§ **WHAT IS EXPECTED**
One figure is the expected answer: how many lines in the listing contain "format".

§ **GIVEN ENTRIES**
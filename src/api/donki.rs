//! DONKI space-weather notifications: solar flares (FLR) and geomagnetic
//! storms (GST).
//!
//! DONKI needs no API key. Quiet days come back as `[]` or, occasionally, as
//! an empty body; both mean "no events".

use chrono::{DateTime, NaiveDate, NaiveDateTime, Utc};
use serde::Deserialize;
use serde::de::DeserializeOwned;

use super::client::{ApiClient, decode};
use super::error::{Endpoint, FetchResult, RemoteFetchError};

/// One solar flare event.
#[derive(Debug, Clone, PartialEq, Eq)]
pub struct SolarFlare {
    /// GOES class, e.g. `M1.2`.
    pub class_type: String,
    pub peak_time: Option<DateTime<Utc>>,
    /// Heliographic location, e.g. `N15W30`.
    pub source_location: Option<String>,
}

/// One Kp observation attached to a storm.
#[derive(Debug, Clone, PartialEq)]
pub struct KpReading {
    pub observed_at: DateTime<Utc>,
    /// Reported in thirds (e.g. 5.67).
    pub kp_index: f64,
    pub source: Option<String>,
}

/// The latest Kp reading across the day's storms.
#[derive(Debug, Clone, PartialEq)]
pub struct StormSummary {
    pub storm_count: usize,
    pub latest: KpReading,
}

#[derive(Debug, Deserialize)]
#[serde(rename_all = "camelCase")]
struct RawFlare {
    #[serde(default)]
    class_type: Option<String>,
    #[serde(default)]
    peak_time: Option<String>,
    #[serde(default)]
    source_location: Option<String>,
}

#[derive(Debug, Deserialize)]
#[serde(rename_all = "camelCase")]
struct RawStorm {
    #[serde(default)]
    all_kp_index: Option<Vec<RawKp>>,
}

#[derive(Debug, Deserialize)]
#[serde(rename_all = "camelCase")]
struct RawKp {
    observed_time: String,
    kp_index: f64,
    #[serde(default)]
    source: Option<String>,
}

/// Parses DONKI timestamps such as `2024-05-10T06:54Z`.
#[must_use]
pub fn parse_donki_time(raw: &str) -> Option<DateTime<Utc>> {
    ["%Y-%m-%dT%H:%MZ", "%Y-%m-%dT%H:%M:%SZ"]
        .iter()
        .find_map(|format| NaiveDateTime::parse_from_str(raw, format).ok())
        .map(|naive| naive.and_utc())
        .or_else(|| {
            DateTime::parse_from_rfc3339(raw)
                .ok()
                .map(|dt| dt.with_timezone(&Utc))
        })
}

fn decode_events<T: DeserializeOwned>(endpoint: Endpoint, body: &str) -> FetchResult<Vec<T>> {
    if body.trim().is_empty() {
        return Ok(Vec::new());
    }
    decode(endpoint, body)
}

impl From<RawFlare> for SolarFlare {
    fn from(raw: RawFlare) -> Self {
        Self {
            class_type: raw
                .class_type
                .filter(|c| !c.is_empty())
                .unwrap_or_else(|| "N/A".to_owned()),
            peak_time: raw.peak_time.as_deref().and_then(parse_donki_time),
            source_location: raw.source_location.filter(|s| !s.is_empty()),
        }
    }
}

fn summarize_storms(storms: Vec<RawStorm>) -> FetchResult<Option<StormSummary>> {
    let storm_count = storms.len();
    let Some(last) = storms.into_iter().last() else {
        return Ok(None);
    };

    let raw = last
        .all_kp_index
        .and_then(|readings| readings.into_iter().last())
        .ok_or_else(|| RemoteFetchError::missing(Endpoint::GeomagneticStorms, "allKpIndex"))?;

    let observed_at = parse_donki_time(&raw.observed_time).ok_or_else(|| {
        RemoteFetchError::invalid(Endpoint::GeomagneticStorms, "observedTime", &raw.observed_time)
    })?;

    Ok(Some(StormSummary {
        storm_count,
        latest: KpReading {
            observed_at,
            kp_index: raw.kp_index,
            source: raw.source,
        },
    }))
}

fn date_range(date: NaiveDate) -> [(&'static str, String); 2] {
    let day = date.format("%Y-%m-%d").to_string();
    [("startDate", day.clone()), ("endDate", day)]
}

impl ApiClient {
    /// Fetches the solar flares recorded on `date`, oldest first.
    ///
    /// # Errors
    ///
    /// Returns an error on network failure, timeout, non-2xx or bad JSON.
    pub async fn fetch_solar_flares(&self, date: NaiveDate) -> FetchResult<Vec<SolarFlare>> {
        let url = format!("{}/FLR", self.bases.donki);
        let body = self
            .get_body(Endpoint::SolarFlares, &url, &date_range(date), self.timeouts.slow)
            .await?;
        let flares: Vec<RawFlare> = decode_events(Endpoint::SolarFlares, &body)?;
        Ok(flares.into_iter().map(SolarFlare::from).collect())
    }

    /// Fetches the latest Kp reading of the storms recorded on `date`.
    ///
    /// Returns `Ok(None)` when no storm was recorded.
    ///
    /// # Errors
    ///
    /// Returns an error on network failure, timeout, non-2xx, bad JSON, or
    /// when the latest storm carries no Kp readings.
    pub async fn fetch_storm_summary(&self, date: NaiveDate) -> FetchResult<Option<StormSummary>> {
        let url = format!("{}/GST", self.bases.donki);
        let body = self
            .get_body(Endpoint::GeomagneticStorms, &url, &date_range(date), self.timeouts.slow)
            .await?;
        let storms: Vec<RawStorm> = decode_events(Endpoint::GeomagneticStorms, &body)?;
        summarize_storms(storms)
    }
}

§ **RESPONSE BOX**
4